Total Time: 65 minutes Serves: 8
Recipe From: Sheila Thigpen

Ingredients:
- 1 unbaked refrigerated pie crust
- ¼ cup unsalted butter
- ½ cup brown sugar
- 1 ½ cups mashed cooked sweet potatoes
- ½ teaspoon ground cinnamon
- ½ teaspoon kosher salt
- 3 large eggs slightly beaten
- ⅓ cup white corn syrup
- ⅓ cup milk
- 1 teaspoon vanilla extract
Crumble Topping
- ¼ cup all-purpose flour
- ¼ cup brown sugar packed
- ⅛ teaspoon kosher salt
- ⅓ cup chopped pecans
- 2 tablespoons cold unsalted butter cubed
Directions:
- Preheat the oven to 425 degrees. Line a 9-inch pie plate with the refrigerated pie dough and flute the edges.
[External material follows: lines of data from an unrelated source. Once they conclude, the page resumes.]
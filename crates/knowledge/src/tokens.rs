//! Token estimation for context budgeting.

/// Rough token count: one token per four characters, rounded down.
pub fn estimate_tokens(text: &str) -> usize {
    text.chars().count() / 4
}
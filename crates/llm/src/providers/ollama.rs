//! Ollama LLM provider implementation.
//!
//! This module provides integration with Ollama, a local LLM runtime.
//! Ollama API: https://github.com/ollama/ollama/blob/main/docs/api.md

use crate::client::{ChatMessage, CompletionError, LlmClient, LlmRequest, LlmResponse, LlmUsage};
use docask_core::{AppError, AppResult};
use serde::{Deserialize, Serialize};
use std::time::Duration;

/// Ollama chat request format.
#[derive(Debug, Serialize)]
struct OllamaChatRequest<'a> {
    model: &'a str,
    messages: &'a [ChatMessage],
    stream: bool,
    options: OllamaOptions,
}

#[derive(Debug, Serialize)]
struct OllamaOptions {
    #[serde(skip_serializing_if = "Option::is_none")]
    temperature: Option<f32>,
    #[serde(skip_serializing_if = "Option::is_none")]
    num_predict: Option<u32>,
}

/// Ollama chat response format.
#[derive(Debug, Deserialize)]
struct OllamaChatResponse {
    model: String,
    message: OllamaMessage,
    #[serde(default)]
    prompt_eval_count: Option<u32>,
    #[serde(default)]
    eval_count: Option<u32>,
}

#[derive(Debug, Deserialize)]
struct OllamaMessage {
    content: String,
}

/// Ollama LLM client.
pub struct OllamaClient {
    /// Base URL for Ollama API
    base_url: String,

    /// HTTP client
    client: reqwest::Client,
}

impl OllamaClient {
    /// Create a new Ollama client with a custom base URL.
    pub fn new(base_url: impl Into<String>, timeout: Duration) -> AppResult<Self> {
        let client = reqwest::Client::builder()
            .timeout(timeout)
            .build()
            .map_err(|e| AppError::Llm(format!("Failed to build HTTP client: {}", e)))?;

        Ok(Self {
            base_url: base_url.into().trim_end_matches('/').to_string(),
            client,
        })
    }

    /// Convert LlmRequest to Ollama format.
    fn to_ollama_request<'a>(&self, request: &'a LlmRequest) -> OllamaChatRequest<'a> {
        OllamaChatRequest {
            model: &request.model,
            messages: &request.messages,
            stream: false,
            options: OllamaOptions {
                temperature: request.temperature,
                num_predict: request.max_tokens,
            },
        }
    }

    /// Convert Ollama response to LlmResponse.
    fn convert_response(&self, response: OllamaChatResponse) -> LlmResponse {
        let usage = LlmUsage::new(
            response.prompt_eval_count.unwrap_or(0),
            response.eval_count.unwrap_or(0),
        );

        LlmResponse {
            content: response.message.content,
            model: response.model,
            usage,
        }
    }
}

#[async_trait::async_trait]
impl LlmClient for OllamaClient {
    fn provider_name(&self) -> &str {
        "ollama"
    }

    async fn complete(
        &self,
        request: &LlmRequest,
        _credential: Option<&str>,
    ) -> Result<LlmResponse, CompletionError> {
        tracing::debug!("Sending chat request to Ollama");

        let url = format!("{}/api/chat", self.base_url);

        let response = self
            .client
            .post(&url)
            .json(&self.to_ollama_request(request))
            .send()
            .await
            .map_err(|e| {
                CompletionError::Transport(format!("Failed to send request to Ollama: {}", e))
            })?;

        if !response.status().is_success() {
            let status = response.status().as_u16();
            let error_text = response
                .text()
                .await
                .unwrap_or_else(|_| "Unknown error".to_string());
            return Err(CompletionError::from_status(status, None, error_text));
        }

        let ollama_response: OllamaChatResponse = response.json().await.map_err(|e| {
            CompletionError::Transport(format!("Failed to parse Ollama response: {}", e))
        })?;

        Ok(self.convert_response(ollama_response))
    }
}
//! Command handlers for the docask CLI.
//!
//! This module organizes all CLI commands into separate submodules.

pub mod ask;
pub mod collection;

// Re-export command types for convenience
pub use ask::AskCommand;
pub use collection::CollectionCommand;
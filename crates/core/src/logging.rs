//! Logging infrastructure for docask.
//!
//! This module initializes the tracing subscriber for structured logging.
//! All logs are emitted to stderr to keep stdout clean for answers.

use std::str::FromStr;
use tracing_subscriber::{fmt, layer::SubscriberExt, util::SubscriberInitExt, EnvFilter};

use crate::error::{AppError, AppResult};

/// Output format of log records.
#[derive(Debug, Clone, Copy, PartialEq, Eq, Default)]
pub enum LogFormat {
    /// Human-readable lines
    #[default]
    Pretty,

    /// One JSON object per record
    Json,
}

impl FromStr for LogFormat {
    type Err = AppError;

    fn from_str(s: &str) -> Result<Self, Self::Err> {
        match s.to_lowercase().as_str() {
            "pretty" | "text" => Ok(Self::Pretty),
            "json" => Ok(Self::Json),
            other => Err(AppError::Config(format!(
                "Unknown log format: {}. Supported: pretty, json",
                other
            ))),
        }
    }
}

/// Initialize the tracing subscriber with stderr output.
///
/// This sets up structured logging with:
/// - Output to stderr (stdout is reserved for answers)
/// - Environment-based filtering (RUST_LOG or provided level)
/// - Human-readable or JSON records
/// - Optional ANSI color control
///
/// # Arguments
/// * `log_level` - Optional log level override (e.g., "debug", "info")
/// * `no_color` - Disable colored output
/// * `format` - Record format
///
/// # Example
/// ```no_run
/// use docask_core::logging::{init_logging, LogFormat};
///
/// init_logging(None, false, LogFormat::Pretty).expect("Failed to initialize logging");
/// ```
pub fn init_logging(log_level: Option<&str>, no_color: bool, format: LogFormat) -> AppResult<()> {
    let default_level = std::env::var("RUST_LOG").unwrap_or_else(|_| "info".to_string());
    let filter_str = log_level.unwrap_or(&default_level);

    let env_filter = EnvFilter::try_new(filter_str)
        .map_err(|e| AppError::Config(format!("Invalid log filter: {}", e)))?;

    let registry = tracing_subscriber::registry().with(env_filter);

    let result = match format {
        LogFormat::Pretty => registry
            .with(
                fmt::layer()
                    .with_writer(std::io::stderr)
                    .with_target(true)
                    .with_level(true)
                    .with_ansi(!no_color && supports_color()),
            )
            .try_init(),
        LogFormat::Json => registry
            .with(
                fmt::layer()
                    .json()
                    .with_writer(std::io::stderr)
                    .with_current_span(true),
            )
            .try_init(),
    };

    result.map_err(|e| AppError::Config(format!("Failed to init logging: {}", e)))
}

/// Check if the terminal supports color output.
fn supports_color() -> bool {
    std::env::var("NO_COLOR").is_err()
}
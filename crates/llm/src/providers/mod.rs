//! Completion provider implementations.

pub mod ollama;
pub mod openai;

pub use ollama::OllamaClient;
pub use openai::OpenAiCompatClient;
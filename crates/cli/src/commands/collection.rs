//! Collection command handler.
//!
//! Imports pre-chunked JSONL records and inspects collections.

use clap::{Args, Subcommand};
use docask_core::{config::AppConfig, AppResult};
use std::path::PathBuf;

/// Collection management
#[derive(Args, Debug)]
pub struct CollectionCommand {
    #[command(subcommand)]
    pub action: CollectionAction,
}

#[derive(Subcommand, Debug)]
pub enum CollectionAction {
    /// Import chunk records from a JSONL file
    Import(CollectionImportCommand),
    /// Show collection statistics
    Stats(CollectionStatsCommand),
    /// List collections in the workspace
    List(CollectionListCommand),
    /// Delete every chunk of a collection
    Reset(CollectionResetCommand),
}

impl CollectionCommand {
    pub fn execute(&self, config: &AppConfig) -> AppResult<()> {
        match &self.action {
            CollectionAction::Import(cmd) => cmd.execute(config),
            CollectionAction::Stats(cmd) => cmd.execute(config),
            CollectionAction::List(cmd) => cmd.execute(config),
            CollectionAction::Reset(cmd) => cmd.execute(config),
        }
    }
}

/// Import chunk records
#[derive(Args, Debug)]
pub struct CollectionImportCommand {
    /// Collection name
    pub name: String,

    /// JSONL file with one chunk record per line
    pub file: PathBuf,

    /// Reset the collection before importing
    #[arg(long)]
    pub reset: bool,

    /// Output as JSON
    #[arg(long)]
    pub json: bool,
}

impl CollectionImportCommand {
    pub fn execute(&self, config: &AppConfig) -> AppResult<()> {
        tracing::info!("Executing collection import for '{}'", self.name);

        let stats = docask_knowledge::import(&config.workspace, &self.name, &self.file, self.reset)?;

        if self.json {
            let output = serde_json::json!({
                "collection": self.name,
                "chunksImported": stats.chunks_imported,
                "linesSkipped": stats.lines_skipped,
                "sourcesCount": stats.sources_count,
                "durationSecs": stats.duration_secs,
            });
            println!("{}", serde_json::to_string_pretty(&output)?);
        } else {
            println!(
                "Imported {} chunks from {} sources in {:.2}s",
                stats.chunks_imported, stats.sources_count, stats.duration_secs
            );
            if stats.lines_skipped > 0 {
                println!("Skipped {} malformed lines", stats.lines_skipped);
            }
        }

        Ok(())
    }
}

/// Show collection stats
#[derive(Args, Debug)]
pub struct CollectionStatsCommand {
    /// Collection name
    pub name: String,

    /// Output as JSON
    #[arg(long)]
    pub json: bool,
}

impl CollectionStatsCommand {
    pub fn execute(&self, config: &AppConfig) -> AppResult<()> {
        tracing::info!("Executing collection stats for '{}'", self.name);

        let stats = docask_knowledge::stats(&config.workspace, &self.name)?;

        if self.json {
            println!("{}", serde_json::to_string_pretty(&stats)?);
        } else {
            println!("Collection: {}", stats.name);
            println!("Sources: {}", stats.sources_count);
            println!("Chunks: {} ({} tables)", stats.chunks_count, stats.tables_count);
            println!("Database size: {} bytes", stats.db_size_bytes);
            println!(
                "Last import: {}",
                stats.last_import_at.as_deref().unwrap_or("never")
            );
        }

        Ok(())
    }
}

/// List collections
#[derive(Args, Debug)]
pub struct CollectionListCommand {
    /// Output as JSON
    #[arg(long)]
    pub json: bool,
}

impl CollectionListCommand {
    pub fn execute(&self, config: &AppConfig) -> AppResult<()> {
        let names = docask_knowledge::list_collections(&config.workspace)?;

        if self.json {
            println!("{}", serde_json::to_string_pretty(&names)?);
        } else if names.is_empty() {
            println!("No collections. Run 'docask collection import <name> <file>' to create one.");
        } else {
            for name in names {
                println!("{}", name);
            }
        }

        Ok(())
    }
}

/// Reset a collection
#[derive(Args, Debug)]
pub struct CollectionResetCommand {
    /// Collection name
    pub name: String,
}

impl CollectionResetCommand {
    pub fn execute(&self, config: &AppConfig) -> AppResult<()> {
        tracing::info!("Executing collection reset for '{}'", self.name);

        docask_knowledge::reset(&config.workspace, &self.name)?;
        println!("Collection '{}' reset", self.name);

        Ok(())
    }
}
- In a large bowl, cream together the butter and brown sugar until light and fluffy. Add the mashed sweet potatoes, cinnamon, and salt, mixing well. Next, add the eggs and mix until incorporated. In a measuring cup, whisk together the white syrup, milk, and vanilla and add to the potato mixture. Mix until smooth, then pour the filling into the unbaked crust.
- Bake for 10 minutes at 425 degrees. Remove the pie from the oven and carefully sprinkle the crumble topping on top.
- Return the pie to the oven and reduce the temperature to 325 degrees. Continue baking for another 35 to 40 minutes, until the top is golden.
Crumble topping
- In a medium size bowl, whisk together the flour, brown sugar, salt, and pecans.
- Using a fork or pastry blender, cut the butter into the flour mixture until crumbly.
NOTE: Bake the sweet potatoes first. Roasting brings out their natural sugars and keeps the filling from tasting flat. Just peel and smash after roasting! You can this the day before, and then allow them to chill in the fridge before using them in the filling!